Records from a collection:
- - - - - - -

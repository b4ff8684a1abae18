//! # Note Notation
//!
//! Piano-tune notes can be written in two notation systems that share one
//! 12-entry pitch table:
//!
//! | index | 0 | 1  | 2 | 3  | 4 | 5 | 6  | 7  | 8   | 9 | 10 | 11 |
//! |-------|---|----|---|----|---|---|----|----|-----|---|----|----|
//! | letter | c | c# | d | d# | e | f | f# | g | g# | a | a# | b |
//! | solfège | do | do# | re | re# | mi | fa | fa# | sol | sol# | la | la# | si |
//!
//! A note's pitch class is its index in the table of its own system. Converting
//! between systems is a lookup in one table and a render from the other at the
//! same index.
//!
//! The octave is not part of a note; it is ambient state. The MIDI note number
//! is `octave * 12 + pitch_class`.

use serde::{Deserialize, Serialize};
use std::fmt;

use crate::error::TuneError;
use crate::token::SourceSpan;

pub const NOTES_LETTERS: [&str; 12] = [
    "c", "c#", "d", "d#", "e", "f", "f#", "g", "g#", "a", "a#", "b",
];

pub const NOTES_SOLFEGE: [&str; 12] = [
    "do", "do#", "re", "re#", "mi", "fa", "fa#", "sol", "sol#", "la", "la#", "si",
];

pub const NOTES_PER_OCTAVE: i32 = 12;

/// Notation system a note name is written in
#[derive(Debug, Clone, Copy, PartialEq, Eq, Hash, Serialize, Deserialize)]
#[serde(rename_all = "lowercase")]
pub enum NotationSystem {
    Letter,
    Solfege,
}

impl NotationSystem {
    /// Single-character names are letters, longer names are solfège.
    /// A trailing `#` does not count towards the length.
    pub fn for_note_text(text: &str) -> Self {
        if text.trim_end_matches('#').chars().count() == 1 {
            NotationSystem::Letter
        } else {
            NotationSystem::Solfege
        }
    }

    pub fn table(self) -> &'static [&'static str; 12] {
        match self {
            NotationSystem::Letter => &NOTES_LETTERS,
            NotationSystem::Solfege => &NOTES_SOLFEGE,
        }
    }

    pub fn other(self) -> Self {
        match self {
            NotationSystem::Letter => NotationSystem::Solfege,
            NotationSystem::Solfege => NotationSystem::Letter,
        }
    }

    /// Index of `text` in this system's table (case-insensitive).
    pub fn pitch_class(self, text: &str) -> Option<u8> {
        let lowered = text.to_ascii_lowercase();
        self.table()
            .iter()
            .position(|name| *name == lowered)
            .map(|index| index as u8)
    }

    /// Name of `pitch_class` in this system. Values above 11 wrap.
    pub fn note_name(self, pitch_class: u8) -> &'static str {
        self.table()[(pitch_class % 12) as usize]
    }
}

impl fmt::Display for NotationSystem {
    fn fmt(&self, f: &mut fmt::Formatter<'_>) -> fmt::Result {
        match self {
            NotationSystem::Letter => write!(f, "letter"),
            NotationSystem::Solfege => write!(f, "solfege"),
        }
    }
}

/// Resolve a note token's text to its pitch class, picking the table from the
/// text's length.
pub fn pitch_class(text: &str, span: SourceSpan) -> Result<u8, TuneError> {
    NotationSystem::for_note_text(text)
        .pitch_class(text)
        .ok_or_else(|| TuneError::InvalidNotation {
            span,
            text: text.to_string(),
        })
}

/// Re-render a note name in `target` notation.
///
/// ```
/// use piano_tune::notation::{convert_note, NotationSystem};
///
/// assert_eq!(convert_note("sol", NotationSystem::Letter), Some("g"));
/// assert_eq!(convert_note("f#", NotationSystem::Solfege), Some("fa#"));
/// assert_eq!(convert_note("x", NotationSystem::Solfege), None);
/// ```
pub fn convert_note(text: &str, target: NotationSystem) -> Option<&'static str> {
    let source = NotationSystem::for_note_text(text);
    let index = source.pitch_class(text)?;
    Some(target.note_name(index))
}

/// MIDI note number for a pitch in an octave, if it lies within 0..=127.
pub fn midi_note(octave: i32, pitch_class: u8) -> Option<u8> {
    let note = octave
        .checked_mul(NOTES_PER_OCTAVE)?
        .checked_add(pitch_class as i32)?;
    u8::try_from(note).ok().filter(|n| *n <= 127)
}

/// Split a MIDI note number into `(octave, pitch_class)`.
pub fn note_from_midi(note: u8) -> (i32, u8) {
    let note = note as i32;
    (note / NOTES_PER_OCTAVE, (note % NOTES_PER_OCTAVE) as u8)
}

#[cfg(test)]
mod tests {
    use super::*;

    #[test]
    fn test_system_from_length() {
        assert_eq!(NotationSystem::for_note_text("c"), NotationSystem::Letter);
        assert_eq!(NotationSystem::for_note_text("c#"), NotationSystem::Letter);
        assert_eq!(NotationSystem::for_note_text("do"), NotationSystem::Solfege);
        assert_eq!(NotationSystem::for_note_text("sol"), NotationSystem::Solfege);
    }

    #[test]
    fn test_pitch_classes() {
        let span = SourceSpan::new(0, 1);
        assert_eq!(pitch_class("c", span).unwrap(), 0);
        assert_eq!(pitch_class("e", span).unwrap(), 4);
        assert_eq!(pitch_class("b", span).unwrap(), 11);
        assert_eq!(pitch_class("mi", span).unwrap(), 4);
        assert_eq!(pitch_class("si", span).unwrap(), 11);
        assert_eq!(pitch_class("SOL", span).unwrap(), 7);
    }

    #[test]
    fn test_unknown_note_is_invalid_notation() {
        let span = SourceSpan::new(3, 5);
        let err = pitch_class("zz", span).unwrap_err();
        assert_eq!(
            err,
            TuneError::InvalidNotation {
                span,
                text: "zz".to_string()
            }
        );
    }

    #[test]
    fn test_round_trip_every_pitch_class() {
        for (index, letter) in NOTES_LETTERS.iter().enumerate() {
            let solfege = convert_note(letter, NotationSystem::Solfege).unwrap();
            let back = convert_note(solfege, NotationSystem::Letter).unwrap();
            assert_eq!(back, *letter);
            assert_eq!(
                NotationSystem::Letter.pitch_class(back),
                Some(index as u8)
            );
        }
    }

    #[test]
    fn test_convert_to_same_system_is_identity() {
        assert_eq!(convert_note("re", NotationSystem::Solfege), Some("re"));
        assert_eq!(convert_note("A", NotationSystem::Letter), Some("a"));
    }

    #[test]
    fn test_midi_note() {
        assert_eq!(midi_note(4, 0), Some(48));
        assert_eq!(midi_note(5, 0), Some(60));
        assert_eq!(midi_note(10, 7), Some(127));
        assert_eq!(midi_note(10, 8), None);
        assert_eq!(midi_note(-1, 0), None);
    }

    #[test]
    fn test_note_from_midi() {
        assert_eq!(note_from_midi(60), (5, 0));
        assert_eq!(note_from_midi(69), (5, 9));
        for note in 0..=127u8 {
            let (octave, pc) = note_from_midi(note);
            assert_eq!(midi_note(octave, pc), Some(note));
        }
    }
}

- - - - - - -

■ **WORK REQUEST**: Exactly as they appear above, transcribe the records in full.

■ **EXPECTED OUTPUT**:
repository b4ff8684a1abae18
//! # Note Notation
//!
//! Piano-tune notes can be written in two notation systems that share one
//! 12-entry pitch table:
//!
//! | index | 0 | 1  | 2 | 3  | 4 | 5 | 6  | 7  | 8   | 9 | 10 | 11 |
//! |-------|---|----|---|----|---|---|----|----|-----|---|----|----|
//! | letter | c | c# | d | d# | e | f | f# | g | g# | a | a# | b |
//! | solfège | do | do# | re | re# | mi | fa | fa# | sol | sol# | la | la# | si |
//!
//! A note's pitch class is its index in the table of its own system. Converting
//! between systems is a lookup in one table and a render from the other at the
//! same index.
//!
//! The octave is not part of a note; it is ambient state. The MIDI note number
//! is `octave * 12 + pitch_class`.

use serde::{Deserialize, Serialize};
use std::fmt;

use crate::error::TuneError;
use crate::token::SourceSpan;

pub const NOTES_LETTERS: [&str; 12] = [
    "c", "c#", "d", "d#", "e", "f", "f#", "g", "g#", "a", "a#", "b",
];

pub const NOTES_SOLFEGE: [&str; 12] = [
    "do", "do#", "re", "re#", "mi", "fa", "fa#", "sol", "sol#", "la", "la#", "si",
];

pub const NOTES_PER_OCTAVE: i32 = 12;

/// Notation system a note name is written in
#[derive(Debug, Clone, Copy, PartialEq, Eq, Hash, Serialize, Deserialize)]
#[serde(rename_all = "lowercase")]
pub enum NotationSystem {
    Letter,
    Solfege,
}

impl NotationSystem {
    /// Single-character names are letters, longer names are solfège.
    /// A trailing `#` does not count towards the length.
    pub fn for_note_text(text: &str) -> Self {
        if text.trim_end_matches('#').chars().count() == 1 {
            NotationSystem::Letter
        } else {
            NotationSystem::Solfege
        }
    }

    pub fn table(self) -> &'static [&'static str; 12] {
        match self {
            NotationSystem::Letter => &NOTES_LETTERS,
            NotationSystem::Solfege => &NOTES_SOLFEGE,
        }
    }

    pub fn other(self) -> Self {
        match self {
            NotationSystem::Letter => NotationSystem::Solfege,
            NotationSystem::Solfege => NotationSystem::Letter,
        }
    }

    /// Index of `text` in this system's table (case-insensitive).
    pub fn pitch_class(self, text: &str) -> Option<u8> {
        let lowered = text.to_ascii_lowercase();
        self.table()
            .iter()
            .position(|name| *name == lowered)
            .map(|index| index as u8)
    }

    /// Name of `pitch_class` in this system. Values above 11 wrap.
    pub fn note_name(self, pitch_class: u8) -> &'static str {
        self.table()[(pitch_class % 12) as usize]
    }
}

impl fmt::Display for NotationSystem {
    fn fmt(&self, f: &mut fmt::Formatter<'_>) -> fmt::Result {
        match self {
            NotationSystem::Letter => write!(f, "letter"),
            NotationSystem::Solfege => write!(f, "solfege"),
        }
    }
}

/// Resolve a note token's text to its pitch class, picking the table from the
/// text's length.
pub fn pitch_class(text: &str, span: SourceSpan) -> Result<u8, TuneError> {
    NotationSystem::for_note_text(text)
        .pitch_class(text)
        .ok_or_else(|| TuneError::InvalidNotation {
            span,
            text: text.to_string(),
        })
}

/// Re-render a note name in `target` notation.
///
/// ```
/// use piano_tune::notation::{convert_note, NotationSystem};
///
/// assert_eq!(convert_note("sol", NotationSystem::Letter), Some("g"));
/// assert_eq!(convert_note("f#", NotationSystem::Solfege), Some("fa#"));
/// assert_eq!(convert_note("x", NotationSystem::Solfege), None);
/// ```
pub fn convert_note(text: &str, target: NotationSystem) -> Option<&'static str> {
    let source = NotationSystem::for_note_text(text);
    let index = source.pitch_class(text)?;
    Some(target.note_name(index))
}

/// MIDI note number for a pitch in an octave, if it lies within 0..=127.
pub fn midi_note(octave: i32, pitch_class: u8) -> Option<u8> {
    let note = octave
        .checked_mul(NOTES_PER_OCTAVE)?
        .checked_add(pitch_class as i32)?;
    u8::try_from(note).ok().filter(|n| *n <= 127)
}

/// Split a MIDI note number into `(octave, pitch_class)`.
pub fn note_from_midi(note: u8) -> (i32, u8) {
    let note = note as i32;
    (note / NOTES_PER_OCTAVE, (note % NOTES_PER_OCTAVE) as u8)
}

#[cfg(test)]
mod tests {
    use super::*;

    #[test]
    fn test_system_from_length() {
        assert_eq!(NotationSystem::for_note_text("c"), NotationSystem::Letter);
        assert_eq!(NotationSystem::for_note_text("c#"), NotationSystem::Letter);
        assert_eq!(NotationSystem::for_note_text("do"), NotationSystem::Solfege);
        assert_eq!(NotationSystem::for_note_text("sol"), NotationSystem::Solfege);
    }

    #[test]
    fn test_pitch_classes() {
        let span = SourceSpan::new(0, 1);
        assert_eq!(pitch_class("c", span).unwrap(), 0);
        assert_eq!(pitch_class("e", span).unwrap(), 4);
        assert_eq!(pitch_class("b", span).unwrap(), 11);
        assert_eq!(pitch_class("mi", span).unwrap(), 4);
        assert_eq!(pitch_class("si", span).unwrap(), 11);
        assert_eq!(pitch_class("SOL", span).unwrap(), 7);
    }

    #[test]
    fn test_unknown_note_is_invalid_notation() {
        let span = SourceSpan::new(3, 5);
        let err = pitch_class("zz", span).unwrap_err();
        assert_eq!(
            err,
            TuneError::InvalidNotation {
                span,
                text: "zz".to_string()
            }
        );
    }

    #[test]
    fn test_round_trip_every_pitch_class() {
        for (index, letter) in NOTES_LETTERS.iter().enumerate() {
            let solfege = convert_note(letter, NotationSystem::Solfege).unwrap();
            let back = convert_note(solfege, NotationSystem::Letter).unwrap();
            assert_eq!(back, *letter);
            assert_eq!(
                NotationSystem::Letter.pitch_class(back),
                Some(index as u8)
            );
        }
    }

    #[test]
    fn test_convert_to_same_system_is_identity() {
        assert_eq!(convert_note("re", NotationSystem::Solfege), Some("re"));
        assert_eq!(convert_note("A", NotationSystem::Letter), Some("a"));
    }

    #[test]
    fn test_midi_note() {
        assert_eq!(midi_note(4, 0), Some(48));
        assert_eq!(midi_note(5, 0), Some(60));
        assert_eq!(midi_note(10, 7), Some(127));
        assert_eq!(midi_note(10, 8), None);
        assert_eq!(midi_note(-1, 0), None);
    }

    #[test]
    fn test_note_from_midi() {
        assert_eq!(note_from_midi(60), (5, 0));
        assert_eq!(note_from_midi(69), (5, 9));
        for note in 0..=127u8 {
            let (octave, pc) = note_from_midi(note);
            assert_eq!(midi_note(octave, pc), Some(note));
        }
    }
}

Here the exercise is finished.